WORK ITEM
Check each line of the material below, and copy it if it holds the string "GatewayDelete".

DATA IN THIS EXERCISE

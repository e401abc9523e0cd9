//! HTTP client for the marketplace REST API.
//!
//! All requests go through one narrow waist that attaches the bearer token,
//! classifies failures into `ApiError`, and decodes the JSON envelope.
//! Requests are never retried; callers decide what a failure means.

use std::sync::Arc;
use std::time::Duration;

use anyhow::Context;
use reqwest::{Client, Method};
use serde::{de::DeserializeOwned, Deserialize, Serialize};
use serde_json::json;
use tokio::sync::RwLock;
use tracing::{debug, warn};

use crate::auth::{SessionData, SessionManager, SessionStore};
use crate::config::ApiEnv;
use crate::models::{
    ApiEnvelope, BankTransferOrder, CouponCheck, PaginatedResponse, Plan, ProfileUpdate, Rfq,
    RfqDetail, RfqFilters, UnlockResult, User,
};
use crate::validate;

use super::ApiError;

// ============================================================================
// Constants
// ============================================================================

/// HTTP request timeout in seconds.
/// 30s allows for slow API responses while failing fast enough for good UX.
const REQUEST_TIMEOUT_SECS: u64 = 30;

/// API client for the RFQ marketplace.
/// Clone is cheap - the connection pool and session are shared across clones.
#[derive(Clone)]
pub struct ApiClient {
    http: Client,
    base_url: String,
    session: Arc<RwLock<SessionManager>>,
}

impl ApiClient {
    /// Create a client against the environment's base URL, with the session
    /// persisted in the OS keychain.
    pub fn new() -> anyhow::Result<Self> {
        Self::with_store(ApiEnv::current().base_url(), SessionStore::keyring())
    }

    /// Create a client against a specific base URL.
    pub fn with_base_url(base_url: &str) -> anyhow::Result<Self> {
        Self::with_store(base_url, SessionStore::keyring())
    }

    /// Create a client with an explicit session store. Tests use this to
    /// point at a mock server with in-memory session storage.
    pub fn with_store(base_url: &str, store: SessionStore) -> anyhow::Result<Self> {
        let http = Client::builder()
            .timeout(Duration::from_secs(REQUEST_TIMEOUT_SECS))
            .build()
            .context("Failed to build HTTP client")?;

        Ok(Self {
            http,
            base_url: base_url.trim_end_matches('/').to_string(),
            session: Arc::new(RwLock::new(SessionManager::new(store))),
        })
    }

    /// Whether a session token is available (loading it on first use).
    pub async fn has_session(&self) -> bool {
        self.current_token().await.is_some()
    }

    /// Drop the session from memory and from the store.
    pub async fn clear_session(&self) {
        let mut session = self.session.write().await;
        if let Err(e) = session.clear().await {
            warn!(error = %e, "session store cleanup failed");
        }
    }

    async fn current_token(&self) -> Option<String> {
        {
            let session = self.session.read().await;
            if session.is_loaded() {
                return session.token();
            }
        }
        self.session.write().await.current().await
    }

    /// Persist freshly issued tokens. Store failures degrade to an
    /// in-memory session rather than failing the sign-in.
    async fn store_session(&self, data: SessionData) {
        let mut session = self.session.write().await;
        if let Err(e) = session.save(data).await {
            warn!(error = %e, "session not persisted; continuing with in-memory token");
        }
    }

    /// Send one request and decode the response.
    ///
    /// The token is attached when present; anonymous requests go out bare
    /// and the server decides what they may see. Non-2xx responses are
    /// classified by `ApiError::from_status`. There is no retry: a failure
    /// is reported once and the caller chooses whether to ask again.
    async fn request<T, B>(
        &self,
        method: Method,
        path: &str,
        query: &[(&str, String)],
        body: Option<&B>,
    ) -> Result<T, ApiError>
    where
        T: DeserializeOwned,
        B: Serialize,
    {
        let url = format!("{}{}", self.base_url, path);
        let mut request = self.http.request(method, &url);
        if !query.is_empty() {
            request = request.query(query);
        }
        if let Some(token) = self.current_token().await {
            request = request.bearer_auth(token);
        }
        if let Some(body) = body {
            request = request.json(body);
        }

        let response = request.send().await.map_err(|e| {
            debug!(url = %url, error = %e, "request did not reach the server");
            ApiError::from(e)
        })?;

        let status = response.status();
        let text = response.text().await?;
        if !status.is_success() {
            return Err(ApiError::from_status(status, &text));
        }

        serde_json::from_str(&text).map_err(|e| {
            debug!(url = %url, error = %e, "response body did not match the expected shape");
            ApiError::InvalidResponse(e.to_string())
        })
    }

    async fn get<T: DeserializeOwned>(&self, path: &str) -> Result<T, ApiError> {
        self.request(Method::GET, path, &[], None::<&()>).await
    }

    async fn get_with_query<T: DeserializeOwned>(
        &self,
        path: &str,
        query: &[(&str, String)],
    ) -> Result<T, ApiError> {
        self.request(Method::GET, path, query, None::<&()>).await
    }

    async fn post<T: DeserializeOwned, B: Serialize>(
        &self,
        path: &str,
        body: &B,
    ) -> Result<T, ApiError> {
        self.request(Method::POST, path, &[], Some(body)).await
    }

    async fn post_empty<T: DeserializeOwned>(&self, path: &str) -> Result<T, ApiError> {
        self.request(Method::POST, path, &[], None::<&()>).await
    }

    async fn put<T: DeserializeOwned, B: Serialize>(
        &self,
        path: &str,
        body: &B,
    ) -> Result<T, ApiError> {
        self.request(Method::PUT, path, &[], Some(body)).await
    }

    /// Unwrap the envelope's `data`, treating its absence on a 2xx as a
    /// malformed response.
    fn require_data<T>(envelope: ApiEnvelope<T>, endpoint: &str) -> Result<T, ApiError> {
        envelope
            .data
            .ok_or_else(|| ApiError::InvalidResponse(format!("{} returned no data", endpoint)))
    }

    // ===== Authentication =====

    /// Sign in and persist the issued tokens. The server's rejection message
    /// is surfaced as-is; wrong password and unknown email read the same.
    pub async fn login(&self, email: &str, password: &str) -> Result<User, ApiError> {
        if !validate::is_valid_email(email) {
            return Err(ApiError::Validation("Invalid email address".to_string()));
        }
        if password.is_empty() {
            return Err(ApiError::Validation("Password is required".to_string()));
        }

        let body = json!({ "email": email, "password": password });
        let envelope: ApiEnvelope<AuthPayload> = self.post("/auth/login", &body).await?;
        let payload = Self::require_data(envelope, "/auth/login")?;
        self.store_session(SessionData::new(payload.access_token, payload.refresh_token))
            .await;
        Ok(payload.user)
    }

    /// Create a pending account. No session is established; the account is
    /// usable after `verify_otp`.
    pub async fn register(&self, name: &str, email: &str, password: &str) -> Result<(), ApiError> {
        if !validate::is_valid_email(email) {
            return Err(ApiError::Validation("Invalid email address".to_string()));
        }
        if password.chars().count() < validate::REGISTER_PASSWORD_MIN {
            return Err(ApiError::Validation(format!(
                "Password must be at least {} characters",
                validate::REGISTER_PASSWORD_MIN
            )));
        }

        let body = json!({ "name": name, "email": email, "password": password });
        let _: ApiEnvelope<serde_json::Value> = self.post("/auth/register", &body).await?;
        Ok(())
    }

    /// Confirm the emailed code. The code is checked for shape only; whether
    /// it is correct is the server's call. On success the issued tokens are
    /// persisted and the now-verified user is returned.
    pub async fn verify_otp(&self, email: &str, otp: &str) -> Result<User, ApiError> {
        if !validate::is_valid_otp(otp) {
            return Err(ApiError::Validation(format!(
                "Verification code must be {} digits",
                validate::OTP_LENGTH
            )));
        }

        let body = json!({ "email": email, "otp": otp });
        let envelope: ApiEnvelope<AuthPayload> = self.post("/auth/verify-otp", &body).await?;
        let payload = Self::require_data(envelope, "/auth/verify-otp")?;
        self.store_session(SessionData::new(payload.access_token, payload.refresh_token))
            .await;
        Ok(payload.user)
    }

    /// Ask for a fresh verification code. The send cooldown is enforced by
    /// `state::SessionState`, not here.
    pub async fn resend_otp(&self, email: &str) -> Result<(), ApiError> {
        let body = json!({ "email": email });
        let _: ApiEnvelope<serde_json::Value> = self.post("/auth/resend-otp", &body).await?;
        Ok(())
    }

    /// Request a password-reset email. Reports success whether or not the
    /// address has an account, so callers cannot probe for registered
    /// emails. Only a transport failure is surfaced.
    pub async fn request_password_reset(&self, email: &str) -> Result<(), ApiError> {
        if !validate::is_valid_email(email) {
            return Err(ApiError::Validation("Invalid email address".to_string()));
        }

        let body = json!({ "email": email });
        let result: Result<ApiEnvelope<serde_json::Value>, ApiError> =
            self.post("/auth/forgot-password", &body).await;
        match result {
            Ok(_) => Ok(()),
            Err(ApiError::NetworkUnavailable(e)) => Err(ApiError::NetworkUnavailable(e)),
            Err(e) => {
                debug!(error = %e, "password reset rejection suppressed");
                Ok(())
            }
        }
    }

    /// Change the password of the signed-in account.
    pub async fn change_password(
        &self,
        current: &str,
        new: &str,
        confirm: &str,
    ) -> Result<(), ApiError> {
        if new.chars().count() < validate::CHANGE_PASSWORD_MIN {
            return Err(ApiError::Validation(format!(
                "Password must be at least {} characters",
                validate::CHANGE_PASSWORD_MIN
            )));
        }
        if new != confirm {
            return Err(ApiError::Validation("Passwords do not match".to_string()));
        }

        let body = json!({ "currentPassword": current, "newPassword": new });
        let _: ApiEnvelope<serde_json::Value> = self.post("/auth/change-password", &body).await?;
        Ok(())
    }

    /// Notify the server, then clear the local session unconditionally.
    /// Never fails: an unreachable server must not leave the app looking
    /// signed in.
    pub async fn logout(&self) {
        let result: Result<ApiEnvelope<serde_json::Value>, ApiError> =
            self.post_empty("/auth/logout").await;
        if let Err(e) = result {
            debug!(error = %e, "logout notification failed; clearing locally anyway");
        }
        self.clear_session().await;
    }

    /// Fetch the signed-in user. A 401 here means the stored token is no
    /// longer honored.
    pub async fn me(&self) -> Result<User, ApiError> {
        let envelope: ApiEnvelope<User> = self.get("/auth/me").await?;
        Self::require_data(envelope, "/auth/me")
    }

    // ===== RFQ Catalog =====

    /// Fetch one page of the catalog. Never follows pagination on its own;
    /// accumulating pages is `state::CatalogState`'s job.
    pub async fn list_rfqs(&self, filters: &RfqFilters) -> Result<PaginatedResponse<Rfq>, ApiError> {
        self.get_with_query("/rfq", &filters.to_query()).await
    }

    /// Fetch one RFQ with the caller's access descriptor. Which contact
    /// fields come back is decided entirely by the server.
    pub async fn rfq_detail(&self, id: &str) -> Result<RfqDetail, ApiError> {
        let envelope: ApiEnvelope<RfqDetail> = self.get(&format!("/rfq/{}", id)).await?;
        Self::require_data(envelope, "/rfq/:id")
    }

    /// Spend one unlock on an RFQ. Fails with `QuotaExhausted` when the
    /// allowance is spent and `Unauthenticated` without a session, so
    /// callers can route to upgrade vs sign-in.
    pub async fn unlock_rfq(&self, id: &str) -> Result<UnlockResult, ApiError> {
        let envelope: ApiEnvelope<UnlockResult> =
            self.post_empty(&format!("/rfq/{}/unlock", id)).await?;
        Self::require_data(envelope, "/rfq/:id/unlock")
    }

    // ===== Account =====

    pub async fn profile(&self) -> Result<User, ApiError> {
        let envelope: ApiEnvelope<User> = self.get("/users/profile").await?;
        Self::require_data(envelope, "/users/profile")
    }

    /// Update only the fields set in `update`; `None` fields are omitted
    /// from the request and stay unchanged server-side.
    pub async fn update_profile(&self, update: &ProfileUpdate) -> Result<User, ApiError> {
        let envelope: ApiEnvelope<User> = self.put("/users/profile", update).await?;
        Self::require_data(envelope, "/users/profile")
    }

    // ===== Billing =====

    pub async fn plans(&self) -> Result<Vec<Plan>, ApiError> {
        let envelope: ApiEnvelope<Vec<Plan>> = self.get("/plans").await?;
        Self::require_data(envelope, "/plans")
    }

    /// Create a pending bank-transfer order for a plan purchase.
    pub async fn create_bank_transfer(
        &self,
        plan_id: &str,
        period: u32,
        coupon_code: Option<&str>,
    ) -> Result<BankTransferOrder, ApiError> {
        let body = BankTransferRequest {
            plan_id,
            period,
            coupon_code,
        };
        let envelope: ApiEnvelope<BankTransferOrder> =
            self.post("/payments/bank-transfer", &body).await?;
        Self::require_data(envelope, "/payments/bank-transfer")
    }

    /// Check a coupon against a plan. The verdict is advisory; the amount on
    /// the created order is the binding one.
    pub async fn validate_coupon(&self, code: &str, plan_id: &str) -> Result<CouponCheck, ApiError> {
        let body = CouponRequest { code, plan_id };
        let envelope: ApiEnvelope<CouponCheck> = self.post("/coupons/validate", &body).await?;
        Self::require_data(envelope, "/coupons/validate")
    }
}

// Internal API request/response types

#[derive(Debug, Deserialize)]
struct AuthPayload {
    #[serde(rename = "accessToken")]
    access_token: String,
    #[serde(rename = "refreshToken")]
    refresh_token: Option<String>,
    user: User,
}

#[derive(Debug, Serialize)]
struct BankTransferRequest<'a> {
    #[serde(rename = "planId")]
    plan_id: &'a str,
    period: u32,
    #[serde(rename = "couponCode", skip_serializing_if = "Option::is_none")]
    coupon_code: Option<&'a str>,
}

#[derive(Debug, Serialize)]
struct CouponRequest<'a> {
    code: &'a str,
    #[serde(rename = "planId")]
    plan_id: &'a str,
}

--

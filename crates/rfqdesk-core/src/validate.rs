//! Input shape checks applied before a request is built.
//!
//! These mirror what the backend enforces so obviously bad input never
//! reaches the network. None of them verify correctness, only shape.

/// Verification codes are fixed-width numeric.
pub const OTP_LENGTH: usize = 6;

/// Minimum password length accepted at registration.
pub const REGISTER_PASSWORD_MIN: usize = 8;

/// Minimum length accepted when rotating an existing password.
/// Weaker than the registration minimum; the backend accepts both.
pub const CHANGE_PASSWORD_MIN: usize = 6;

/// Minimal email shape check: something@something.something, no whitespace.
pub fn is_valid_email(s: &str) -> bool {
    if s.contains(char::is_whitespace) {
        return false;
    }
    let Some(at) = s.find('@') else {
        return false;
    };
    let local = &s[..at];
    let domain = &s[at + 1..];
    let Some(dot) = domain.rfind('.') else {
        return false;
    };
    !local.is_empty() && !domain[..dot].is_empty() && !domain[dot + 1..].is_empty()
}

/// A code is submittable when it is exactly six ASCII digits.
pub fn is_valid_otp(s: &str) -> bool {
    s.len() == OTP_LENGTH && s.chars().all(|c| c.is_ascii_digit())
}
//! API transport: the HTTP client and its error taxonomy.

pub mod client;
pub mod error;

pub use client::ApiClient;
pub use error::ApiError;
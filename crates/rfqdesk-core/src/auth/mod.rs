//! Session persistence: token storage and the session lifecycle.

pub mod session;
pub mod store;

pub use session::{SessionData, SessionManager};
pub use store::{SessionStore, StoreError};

* * *

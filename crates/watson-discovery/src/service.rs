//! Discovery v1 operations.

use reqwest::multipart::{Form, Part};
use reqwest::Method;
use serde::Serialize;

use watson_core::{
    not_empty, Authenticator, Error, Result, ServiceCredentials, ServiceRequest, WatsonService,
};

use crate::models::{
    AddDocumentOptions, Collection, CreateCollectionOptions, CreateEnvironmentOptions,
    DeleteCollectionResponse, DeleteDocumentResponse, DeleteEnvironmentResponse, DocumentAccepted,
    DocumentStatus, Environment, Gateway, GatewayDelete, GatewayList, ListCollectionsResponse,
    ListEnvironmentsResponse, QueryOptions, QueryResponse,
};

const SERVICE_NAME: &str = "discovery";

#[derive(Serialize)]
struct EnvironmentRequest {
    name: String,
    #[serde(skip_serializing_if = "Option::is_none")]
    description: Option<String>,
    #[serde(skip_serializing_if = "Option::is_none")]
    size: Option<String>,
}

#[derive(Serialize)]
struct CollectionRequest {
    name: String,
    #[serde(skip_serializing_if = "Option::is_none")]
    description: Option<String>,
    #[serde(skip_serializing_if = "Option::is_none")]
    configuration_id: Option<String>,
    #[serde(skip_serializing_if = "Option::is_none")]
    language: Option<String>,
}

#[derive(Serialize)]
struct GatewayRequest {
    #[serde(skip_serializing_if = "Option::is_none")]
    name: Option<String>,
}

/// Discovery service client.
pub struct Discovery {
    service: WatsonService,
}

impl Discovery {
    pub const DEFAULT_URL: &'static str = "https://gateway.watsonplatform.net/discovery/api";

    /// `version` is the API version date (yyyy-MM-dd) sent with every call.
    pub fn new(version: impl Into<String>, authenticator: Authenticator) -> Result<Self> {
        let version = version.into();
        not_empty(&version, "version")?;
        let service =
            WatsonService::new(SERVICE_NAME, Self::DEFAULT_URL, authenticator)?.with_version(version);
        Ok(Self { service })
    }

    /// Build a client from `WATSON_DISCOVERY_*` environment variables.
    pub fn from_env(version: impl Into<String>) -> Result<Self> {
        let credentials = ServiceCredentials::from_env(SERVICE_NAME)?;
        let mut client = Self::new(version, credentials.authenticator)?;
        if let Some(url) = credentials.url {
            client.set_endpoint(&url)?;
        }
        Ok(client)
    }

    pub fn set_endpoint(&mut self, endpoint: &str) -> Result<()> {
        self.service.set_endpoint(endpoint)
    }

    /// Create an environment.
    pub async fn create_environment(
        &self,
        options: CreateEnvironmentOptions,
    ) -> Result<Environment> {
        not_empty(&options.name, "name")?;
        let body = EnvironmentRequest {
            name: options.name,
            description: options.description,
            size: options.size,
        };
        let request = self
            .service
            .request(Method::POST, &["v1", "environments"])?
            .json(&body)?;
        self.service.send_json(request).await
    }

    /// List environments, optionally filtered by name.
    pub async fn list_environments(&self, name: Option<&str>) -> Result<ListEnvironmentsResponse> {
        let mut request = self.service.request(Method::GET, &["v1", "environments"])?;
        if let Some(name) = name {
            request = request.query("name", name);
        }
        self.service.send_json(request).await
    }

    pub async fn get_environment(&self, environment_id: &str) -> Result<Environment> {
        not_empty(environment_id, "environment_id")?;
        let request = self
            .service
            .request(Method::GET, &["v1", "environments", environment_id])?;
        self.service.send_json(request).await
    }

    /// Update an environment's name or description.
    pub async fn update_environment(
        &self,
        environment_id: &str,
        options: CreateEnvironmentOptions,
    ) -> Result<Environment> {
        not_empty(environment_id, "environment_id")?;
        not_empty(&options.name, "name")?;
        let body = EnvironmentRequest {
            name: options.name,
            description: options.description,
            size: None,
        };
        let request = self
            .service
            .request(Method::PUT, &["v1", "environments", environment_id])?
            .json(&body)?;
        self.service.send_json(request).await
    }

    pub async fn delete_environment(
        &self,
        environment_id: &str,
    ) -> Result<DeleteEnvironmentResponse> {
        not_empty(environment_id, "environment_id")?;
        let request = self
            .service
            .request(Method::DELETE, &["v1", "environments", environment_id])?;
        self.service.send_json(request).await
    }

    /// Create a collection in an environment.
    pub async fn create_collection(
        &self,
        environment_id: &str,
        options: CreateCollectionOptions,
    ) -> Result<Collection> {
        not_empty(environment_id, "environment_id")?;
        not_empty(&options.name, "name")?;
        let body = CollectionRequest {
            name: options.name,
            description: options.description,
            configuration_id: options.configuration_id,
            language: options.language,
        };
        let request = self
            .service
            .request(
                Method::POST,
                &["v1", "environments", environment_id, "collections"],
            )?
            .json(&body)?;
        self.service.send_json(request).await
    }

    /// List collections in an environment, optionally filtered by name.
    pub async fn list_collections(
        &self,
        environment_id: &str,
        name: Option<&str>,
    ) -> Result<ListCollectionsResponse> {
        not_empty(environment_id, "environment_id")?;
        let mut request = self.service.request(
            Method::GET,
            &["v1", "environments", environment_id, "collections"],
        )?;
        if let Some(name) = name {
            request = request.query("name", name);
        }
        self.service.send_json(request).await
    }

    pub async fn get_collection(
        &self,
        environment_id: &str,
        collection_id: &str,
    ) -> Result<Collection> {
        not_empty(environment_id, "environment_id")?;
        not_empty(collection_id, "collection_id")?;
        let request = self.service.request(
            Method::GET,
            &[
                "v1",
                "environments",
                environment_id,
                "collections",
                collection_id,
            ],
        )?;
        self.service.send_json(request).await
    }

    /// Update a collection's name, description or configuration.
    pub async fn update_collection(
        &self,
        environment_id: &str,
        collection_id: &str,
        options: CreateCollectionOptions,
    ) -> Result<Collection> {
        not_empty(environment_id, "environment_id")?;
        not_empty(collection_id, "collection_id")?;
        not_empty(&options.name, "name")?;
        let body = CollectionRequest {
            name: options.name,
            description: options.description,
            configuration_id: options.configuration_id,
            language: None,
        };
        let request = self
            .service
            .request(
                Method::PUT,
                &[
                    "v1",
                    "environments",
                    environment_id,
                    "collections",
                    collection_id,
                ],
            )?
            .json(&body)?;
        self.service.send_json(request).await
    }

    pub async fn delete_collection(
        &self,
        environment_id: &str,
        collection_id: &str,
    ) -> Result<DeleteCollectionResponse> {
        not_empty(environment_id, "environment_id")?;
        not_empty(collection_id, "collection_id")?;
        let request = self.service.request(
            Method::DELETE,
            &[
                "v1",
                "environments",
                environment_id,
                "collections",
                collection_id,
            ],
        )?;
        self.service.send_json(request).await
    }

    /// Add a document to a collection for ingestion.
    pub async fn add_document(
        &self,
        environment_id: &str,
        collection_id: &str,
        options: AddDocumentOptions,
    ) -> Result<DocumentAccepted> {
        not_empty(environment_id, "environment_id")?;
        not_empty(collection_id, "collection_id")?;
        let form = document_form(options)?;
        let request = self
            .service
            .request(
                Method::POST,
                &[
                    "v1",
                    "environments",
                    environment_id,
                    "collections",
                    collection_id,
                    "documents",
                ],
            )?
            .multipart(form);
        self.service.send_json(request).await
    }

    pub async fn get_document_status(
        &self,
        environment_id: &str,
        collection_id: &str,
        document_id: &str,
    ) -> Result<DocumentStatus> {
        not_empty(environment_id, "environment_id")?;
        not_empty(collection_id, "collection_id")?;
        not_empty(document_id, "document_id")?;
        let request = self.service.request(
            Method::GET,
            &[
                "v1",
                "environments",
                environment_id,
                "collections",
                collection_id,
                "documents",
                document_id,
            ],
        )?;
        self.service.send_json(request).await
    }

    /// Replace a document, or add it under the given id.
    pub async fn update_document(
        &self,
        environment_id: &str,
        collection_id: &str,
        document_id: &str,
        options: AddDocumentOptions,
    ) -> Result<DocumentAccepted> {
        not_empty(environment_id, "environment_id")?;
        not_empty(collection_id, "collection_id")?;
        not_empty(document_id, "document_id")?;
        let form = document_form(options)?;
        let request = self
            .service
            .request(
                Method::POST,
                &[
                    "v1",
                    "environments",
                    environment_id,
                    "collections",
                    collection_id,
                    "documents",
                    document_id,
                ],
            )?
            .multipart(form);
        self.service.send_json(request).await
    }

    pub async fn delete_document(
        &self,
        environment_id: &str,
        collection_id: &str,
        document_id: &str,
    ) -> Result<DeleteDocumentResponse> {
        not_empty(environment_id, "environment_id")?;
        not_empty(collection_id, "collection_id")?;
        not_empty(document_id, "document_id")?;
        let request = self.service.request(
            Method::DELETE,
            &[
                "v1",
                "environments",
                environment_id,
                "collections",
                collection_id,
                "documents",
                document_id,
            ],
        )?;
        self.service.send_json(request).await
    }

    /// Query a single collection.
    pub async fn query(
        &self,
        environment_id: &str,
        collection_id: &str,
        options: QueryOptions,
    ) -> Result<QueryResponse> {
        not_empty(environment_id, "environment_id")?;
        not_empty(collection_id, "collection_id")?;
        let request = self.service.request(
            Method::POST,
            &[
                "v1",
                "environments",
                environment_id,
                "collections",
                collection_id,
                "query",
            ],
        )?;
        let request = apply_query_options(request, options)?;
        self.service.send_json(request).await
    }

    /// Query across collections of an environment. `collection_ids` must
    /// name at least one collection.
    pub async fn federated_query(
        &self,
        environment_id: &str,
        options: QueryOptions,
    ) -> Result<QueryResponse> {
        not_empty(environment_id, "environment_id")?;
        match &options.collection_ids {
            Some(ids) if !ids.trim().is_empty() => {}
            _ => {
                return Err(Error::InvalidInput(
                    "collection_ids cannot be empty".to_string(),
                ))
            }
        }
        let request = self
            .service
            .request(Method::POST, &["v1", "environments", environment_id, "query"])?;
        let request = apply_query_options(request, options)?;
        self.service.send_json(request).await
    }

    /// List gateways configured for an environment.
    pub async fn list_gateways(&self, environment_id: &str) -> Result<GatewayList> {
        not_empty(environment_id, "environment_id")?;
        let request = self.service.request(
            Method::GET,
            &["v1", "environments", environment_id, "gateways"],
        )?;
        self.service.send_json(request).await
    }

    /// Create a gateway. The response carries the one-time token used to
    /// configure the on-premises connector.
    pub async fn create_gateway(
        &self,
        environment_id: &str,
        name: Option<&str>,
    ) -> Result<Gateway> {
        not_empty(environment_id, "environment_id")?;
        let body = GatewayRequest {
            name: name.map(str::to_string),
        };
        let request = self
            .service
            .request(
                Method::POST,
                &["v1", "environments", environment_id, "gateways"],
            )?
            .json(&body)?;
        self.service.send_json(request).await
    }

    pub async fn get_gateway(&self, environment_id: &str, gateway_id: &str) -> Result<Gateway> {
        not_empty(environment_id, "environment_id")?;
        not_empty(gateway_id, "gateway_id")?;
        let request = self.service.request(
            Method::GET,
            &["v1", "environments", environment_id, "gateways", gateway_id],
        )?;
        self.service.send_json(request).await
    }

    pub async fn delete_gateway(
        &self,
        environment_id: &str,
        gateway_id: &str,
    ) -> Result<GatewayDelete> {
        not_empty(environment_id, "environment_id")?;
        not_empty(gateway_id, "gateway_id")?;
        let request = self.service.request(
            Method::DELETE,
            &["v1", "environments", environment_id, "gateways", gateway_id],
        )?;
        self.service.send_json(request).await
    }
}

RESULT OF THE EXERCISE
    DocumentStatus, Environment, Gateway, GatewayDelete, GatewayList, ListCollectionsResponse,
    ) -> Result<GatewayDelete> {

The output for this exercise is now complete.